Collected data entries
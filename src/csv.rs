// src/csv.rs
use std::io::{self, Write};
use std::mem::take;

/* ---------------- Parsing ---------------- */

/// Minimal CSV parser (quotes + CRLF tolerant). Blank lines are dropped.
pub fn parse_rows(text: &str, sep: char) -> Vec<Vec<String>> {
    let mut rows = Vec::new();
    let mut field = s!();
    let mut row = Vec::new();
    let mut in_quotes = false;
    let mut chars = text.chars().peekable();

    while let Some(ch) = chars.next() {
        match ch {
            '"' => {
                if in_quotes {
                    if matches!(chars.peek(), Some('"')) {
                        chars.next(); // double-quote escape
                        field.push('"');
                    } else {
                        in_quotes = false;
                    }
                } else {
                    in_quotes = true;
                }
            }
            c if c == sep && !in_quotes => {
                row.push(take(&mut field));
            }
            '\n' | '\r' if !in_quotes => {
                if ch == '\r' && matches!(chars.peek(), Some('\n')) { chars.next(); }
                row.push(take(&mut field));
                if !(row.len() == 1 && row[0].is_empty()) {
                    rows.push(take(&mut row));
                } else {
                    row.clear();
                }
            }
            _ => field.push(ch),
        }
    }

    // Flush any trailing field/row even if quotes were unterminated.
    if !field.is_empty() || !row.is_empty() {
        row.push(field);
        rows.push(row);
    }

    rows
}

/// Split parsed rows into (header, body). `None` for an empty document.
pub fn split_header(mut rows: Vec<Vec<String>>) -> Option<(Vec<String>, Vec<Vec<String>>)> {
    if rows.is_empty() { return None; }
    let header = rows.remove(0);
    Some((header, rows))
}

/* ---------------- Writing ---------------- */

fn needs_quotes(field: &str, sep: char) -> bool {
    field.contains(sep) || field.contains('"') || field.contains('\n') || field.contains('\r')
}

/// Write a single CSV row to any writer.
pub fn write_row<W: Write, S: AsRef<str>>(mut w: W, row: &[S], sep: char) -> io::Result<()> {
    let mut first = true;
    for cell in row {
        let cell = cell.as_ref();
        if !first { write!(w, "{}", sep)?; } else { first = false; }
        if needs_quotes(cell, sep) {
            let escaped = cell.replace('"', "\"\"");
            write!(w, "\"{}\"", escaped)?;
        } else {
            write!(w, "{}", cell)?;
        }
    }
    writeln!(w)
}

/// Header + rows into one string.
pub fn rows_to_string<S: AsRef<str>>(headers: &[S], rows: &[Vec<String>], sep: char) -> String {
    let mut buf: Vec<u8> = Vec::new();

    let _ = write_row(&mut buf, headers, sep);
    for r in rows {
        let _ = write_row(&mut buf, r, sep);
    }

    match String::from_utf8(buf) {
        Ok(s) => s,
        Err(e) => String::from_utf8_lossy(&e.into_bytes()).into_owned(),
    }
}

...

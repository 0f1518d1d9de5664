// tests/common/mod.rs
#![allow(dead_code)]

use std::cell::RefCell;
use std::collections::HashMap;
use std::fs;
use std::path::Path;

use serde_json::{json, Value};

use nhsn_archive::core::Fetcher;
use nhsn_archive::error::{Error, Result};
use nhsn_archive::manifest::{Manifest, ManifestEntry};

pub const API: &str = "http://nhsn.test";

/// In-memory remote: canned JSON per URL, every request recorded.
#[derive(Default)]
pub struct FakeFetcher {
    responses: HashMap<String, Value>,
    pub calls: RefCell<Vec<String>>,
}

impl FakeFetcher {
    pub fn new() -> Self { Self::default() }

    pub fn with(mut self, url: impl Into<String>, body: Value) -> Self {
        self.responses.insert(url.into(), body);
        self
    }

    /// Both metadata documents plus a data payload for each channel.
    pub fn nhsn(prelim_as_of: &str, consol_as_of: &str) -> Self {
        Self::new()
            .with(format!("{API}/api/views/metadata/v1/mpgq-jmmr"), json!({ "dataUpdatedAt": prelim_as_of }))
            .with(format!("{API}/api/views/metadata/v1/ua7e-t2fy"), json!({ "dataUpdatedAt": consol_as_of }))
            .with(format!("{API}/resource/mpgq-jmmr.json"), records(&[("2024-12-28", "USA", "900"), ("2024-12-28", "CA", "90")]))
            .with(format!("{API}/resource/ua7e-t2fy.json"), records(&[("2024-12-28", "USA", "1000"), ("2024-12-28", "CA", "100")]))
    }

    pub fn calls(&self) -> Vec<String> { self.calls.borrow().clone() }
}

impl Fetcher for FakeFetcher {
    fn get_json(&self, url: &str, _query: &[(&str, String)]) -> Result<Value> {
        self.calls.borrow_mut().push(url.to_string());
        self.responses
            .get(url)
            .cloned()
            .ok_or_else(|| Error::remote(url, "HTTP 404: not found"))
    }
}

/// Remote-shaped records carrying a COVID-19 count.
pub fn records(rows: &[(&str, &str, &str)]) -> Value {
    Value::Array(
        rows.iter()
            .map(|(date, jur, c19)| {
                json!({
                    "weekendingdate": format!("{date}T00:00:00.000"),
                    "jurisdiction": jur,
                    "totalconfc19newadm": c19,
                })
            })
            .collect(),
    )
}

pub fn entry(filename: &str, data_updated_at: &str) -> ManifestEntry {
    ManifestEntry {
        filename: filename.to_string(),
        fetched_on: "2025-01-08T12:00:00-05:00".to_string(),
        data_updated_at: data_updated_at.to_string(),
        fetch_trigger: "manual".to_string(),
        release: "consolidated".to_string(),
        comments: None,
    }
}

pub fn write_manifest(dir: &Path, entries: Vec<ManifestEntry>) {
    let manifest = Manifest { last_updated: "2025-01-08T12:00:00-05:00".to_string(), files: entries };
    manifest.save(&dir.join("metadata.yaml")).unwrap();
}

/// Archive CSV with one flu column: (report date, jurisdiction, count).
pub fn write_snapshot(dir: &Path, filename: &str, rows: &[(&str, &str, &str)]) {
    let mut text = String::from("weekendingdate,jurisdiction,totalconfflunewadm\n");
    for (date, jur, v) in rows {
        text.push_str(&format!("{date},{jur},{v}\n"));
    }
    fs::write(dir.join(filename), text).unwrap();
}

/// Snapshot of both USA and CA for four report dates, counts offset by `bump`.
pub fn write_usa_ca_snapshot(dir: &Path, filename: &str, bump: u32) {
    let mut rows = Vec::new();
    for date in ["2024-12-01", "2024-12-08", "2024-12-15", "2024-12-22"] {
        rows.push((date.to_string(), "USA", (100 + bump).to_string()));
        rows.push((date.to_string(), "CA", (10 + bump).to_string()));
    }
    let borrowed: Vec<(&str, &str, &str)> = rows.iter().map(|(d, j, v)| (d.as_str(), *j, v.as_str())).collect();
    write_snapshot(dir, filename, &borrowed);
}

• **Aim of the task**
The expected result is a copy of each line in the records where "filename" appears.

• **Answer box**
filename src/csv.rs
pub fn entry(filename: &str, data_updated_at: &str) -> ManifestEntry {
        filename: filename.to_string(),
pub fn write_snapshot(dir: &Path, filename: &str, rows: &[(&str, &str, &str)]) {
    fs::write(dir.join(filename), text).unwrap();
pub fn write_usa_ca_snapshot(dir: &Path, filename: &str, bump: u32) {
    write_snapshot(dir, filename, &borrowed);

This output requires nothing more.